### DATA RECORDS

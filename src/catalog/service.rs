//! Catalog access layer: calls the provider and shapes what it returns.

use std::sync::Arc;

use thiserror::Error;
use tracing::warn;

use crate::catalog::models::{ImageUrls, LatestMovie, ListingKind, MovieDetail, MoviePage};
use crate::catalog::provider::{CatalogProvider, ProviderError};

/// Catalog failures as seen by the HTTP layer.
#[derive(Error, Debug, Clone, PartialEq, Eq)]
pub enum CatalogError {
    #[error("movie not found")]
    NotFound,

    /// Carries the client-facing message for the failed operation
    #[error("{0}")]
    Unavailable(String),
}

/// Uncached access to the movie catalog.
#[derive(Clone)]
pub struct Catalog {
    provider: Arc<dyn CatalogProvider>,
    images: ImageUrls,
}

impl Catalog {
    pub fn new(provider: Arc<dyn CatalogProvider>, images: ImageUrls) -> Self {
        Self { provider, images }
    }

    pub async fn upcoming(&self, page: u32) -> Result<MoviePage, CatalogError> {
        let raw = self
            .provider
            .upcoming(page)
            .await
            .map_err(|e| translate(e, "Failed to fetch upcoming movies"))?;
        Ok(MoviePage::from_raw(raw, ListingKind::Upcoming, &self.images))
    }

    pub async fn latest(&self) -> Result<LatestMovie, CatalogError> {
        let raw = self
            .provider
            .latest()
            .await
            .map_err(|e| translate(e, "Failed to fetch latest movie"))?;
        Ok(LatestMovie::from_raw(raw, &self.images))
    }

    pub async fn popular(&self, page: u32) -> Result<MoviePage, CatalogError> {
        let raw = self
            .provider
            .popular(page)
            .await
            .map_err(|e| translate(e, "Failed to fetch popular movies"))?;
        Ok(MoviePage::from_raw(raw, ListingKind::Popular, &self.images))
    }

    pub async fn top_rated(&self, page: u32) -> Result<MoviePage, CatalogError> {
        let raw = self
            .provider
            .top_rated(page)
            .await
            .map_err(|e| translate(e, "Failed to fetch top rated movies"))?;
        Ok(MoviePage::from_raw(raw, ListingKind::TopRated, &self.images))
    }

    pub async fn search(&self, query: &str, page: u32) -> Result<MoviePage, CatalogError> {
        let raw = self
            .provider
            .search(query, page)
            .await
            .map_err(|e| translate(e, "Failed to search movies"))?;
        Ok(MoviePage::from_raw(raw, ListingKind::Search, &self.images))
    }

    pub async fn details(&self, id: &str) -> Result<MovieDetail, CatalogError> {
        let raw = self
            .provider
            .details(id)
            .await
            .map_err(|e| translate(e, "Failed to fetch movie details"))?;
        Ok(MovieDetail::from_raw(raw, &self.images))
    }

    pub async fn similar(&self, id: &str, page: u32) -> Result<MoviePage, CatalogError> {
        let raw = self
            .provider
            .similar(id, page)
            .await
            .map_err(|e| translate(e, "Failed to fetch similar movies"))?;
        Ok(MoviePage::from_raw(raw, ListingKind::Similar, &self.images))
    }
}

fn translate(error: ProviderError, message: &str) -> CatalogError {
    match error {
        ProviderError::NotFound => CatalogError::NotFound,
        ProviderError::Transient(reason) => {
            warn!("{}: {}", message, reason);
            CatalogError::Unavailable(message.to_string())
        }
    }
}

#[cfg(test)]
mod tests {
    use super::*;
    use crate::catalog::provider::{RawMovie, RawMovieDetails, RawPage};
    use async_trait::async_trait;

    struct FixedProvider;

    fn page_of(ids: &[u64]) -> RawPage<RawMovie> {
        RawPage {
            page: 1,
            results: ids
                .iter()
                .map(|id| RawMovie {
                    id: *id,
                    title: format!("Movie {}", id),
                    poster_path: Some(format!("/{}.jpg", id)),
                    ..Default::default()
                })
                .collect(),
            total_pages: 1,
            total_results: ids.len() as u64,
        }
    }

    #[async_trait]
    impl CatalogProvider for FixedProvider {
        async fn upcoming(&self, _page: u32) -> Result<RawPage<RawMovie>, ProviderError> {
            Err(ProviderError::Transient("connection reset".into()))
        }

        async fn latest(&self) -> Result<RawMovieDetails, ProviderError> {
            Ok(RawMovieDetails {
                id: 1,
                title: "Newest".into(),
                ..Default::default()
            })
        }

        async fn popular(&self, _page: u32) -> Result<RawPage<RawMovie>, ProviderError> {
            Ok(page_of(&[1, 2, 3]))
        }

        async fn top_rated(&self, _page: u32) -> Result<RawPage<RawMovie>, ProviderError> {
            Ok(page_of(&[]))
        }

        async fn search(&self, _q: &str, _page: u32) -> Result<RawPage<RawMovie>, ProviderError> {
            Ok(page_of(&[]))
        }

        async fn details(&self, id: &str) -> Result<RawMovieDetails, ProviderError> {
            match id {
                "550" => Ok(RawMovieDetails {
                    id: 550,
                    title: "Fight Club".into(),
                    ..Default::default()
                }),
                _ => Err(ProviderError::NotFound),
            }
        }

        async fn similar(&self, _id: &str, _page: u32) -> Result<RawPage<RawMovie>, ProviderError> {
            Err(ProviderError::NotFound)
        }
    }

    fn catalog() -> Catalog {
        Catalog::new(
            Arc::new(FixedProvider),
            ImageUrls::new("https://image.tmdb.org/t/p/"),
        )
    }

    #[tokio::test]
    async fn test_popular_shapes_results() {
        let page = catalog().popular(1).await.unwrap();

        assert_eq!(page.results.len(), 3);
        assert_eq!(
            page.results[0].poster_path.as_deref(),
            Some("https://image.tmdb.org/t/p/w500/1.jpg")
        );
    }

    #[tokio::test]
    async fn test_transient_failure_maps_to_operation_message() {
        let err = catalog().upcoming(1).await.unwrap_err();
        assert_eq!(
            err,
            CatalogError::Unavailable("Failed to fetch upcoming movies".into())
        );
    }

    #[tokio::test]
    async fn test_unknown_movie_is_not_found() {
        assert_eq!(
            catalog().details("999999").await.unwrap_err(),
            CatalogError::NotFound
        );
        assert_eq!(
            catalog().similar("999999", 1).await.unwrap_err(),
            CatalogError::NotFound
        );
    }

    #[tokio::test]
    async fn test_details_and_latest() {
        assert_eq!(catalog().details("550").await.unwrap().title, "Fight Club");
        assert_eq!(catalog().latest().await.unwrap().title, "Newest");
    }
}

==

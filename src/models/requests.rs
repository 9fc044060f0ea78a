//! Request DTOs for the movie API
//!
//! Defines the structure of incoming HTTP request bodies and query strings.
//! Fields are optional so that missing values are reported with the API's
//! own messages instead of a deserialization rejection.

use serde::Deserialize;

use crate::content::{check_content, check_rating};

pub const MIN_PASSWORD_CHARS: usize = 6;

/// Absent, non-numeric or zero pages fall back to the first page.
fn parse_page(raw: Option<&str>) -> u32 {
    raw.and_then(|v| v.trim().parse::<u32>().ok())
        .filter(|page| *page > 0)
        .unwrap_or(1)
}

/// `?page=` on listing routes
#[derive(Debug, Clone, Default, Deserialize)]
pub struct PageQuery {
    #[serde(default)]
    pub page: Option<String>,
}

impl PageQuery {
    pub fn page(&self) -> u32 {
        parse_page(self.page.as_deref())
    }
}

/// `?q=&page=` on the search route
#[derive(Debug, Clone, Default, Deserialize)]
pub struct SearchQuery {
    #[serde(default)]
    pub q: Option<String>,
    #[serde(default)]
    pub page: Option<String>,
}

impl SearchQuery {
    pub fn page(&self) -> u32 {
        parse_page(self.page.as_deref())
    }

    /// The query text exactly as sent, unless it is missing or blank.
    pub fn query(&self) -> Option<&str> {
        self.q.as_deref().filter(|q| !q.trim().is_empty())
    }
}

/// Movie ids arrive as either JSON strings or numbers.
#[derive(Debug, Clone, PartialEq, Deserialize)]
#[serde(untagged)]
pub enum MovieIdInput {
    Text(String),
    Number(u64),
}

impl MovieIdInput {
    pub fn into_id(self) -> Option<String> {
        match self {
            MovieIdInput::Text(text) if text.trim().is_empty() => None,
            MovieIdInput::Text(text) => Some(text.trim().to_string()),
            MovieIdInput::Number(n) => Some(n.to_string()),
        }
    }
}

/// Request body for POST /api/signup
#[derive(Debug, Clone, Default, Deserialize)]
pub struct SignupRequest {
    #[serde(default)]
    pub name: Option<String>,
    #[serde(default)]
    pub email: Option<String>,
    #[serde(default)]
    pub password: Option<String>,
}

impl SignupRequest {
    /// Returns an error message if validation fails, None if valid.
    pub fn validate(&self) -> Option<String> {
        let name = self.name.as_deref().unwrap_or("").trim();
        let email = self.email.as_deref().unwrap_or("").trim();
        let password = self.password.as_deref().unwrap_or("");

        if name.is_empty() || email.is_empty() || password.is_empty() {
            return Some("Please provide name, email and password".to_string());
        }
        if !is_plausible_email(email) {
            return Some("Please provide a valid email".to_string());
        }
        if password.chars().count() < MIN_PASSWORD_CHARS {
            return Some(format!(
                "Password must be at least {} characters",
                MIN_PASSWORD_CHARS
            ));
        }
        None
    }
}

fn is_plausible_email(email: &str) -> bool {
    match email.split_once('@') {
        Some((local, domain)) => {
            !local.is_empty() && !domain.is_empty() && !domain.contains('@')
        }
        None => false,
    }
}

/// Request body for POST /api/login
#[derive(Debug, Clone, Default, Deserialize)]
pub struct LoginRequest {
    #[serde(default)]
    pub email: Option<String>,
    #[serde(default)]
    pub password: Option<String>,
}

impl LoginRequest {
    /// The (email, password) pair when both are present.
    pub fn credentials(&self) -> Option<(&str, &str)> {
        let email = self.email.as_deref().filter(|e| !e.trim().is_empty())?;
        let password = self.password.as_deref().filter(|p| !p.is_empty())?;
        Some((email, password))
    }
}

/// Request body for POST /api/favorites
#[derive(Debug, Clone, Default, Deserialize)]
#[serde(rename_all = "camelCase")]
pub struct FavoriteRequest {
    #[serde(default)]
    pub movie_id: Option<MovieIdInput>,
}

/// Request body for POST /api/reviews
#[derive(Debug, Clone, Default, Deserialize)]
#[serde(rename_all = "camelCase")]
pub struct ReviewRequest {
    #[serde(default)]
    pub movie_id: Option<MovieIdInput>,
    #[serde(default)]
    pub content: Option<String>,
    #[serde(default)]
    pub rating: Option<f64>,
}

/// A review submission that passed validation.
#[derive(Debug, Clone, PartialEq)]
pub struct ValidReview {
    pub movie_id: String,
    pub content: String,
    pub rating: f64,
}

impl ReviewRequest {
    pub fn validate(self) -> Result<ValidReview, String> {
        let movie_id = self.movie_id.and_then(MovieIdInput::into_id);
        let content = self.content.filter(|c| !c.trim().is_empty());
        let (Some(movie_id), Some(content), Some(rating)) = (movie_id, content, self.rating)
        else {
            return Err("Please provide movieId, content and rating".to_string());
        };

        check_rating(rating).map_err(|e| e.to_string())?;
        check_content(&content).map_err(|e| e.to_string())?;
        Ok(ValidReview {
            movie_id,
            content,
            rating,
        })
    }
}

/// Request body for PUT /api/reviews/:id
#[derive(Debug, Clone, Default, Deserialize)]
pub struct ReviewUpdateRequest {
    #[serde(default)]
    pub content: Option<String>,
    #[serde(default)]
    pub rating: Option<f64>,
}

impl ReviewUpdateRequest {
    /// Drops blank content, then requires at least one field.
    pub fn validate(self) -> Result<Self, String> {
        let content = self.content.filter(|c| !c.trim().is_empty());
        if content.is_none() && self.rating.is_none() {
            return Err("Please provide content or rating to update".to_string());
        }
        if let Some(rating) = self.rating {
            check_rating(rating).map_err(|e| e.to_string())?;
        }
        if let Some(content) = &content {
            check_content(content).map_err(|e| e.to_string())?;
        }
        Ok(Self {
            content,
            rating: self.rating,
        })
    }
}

### EXERCISE REQUIREMENTS
What lines in the listing above hold the string "domain"? List them.

### RESPONSE
        Some((local, domain)) => {
            !local.is_empty() && !domain.is_empty() && !domain.contains('@')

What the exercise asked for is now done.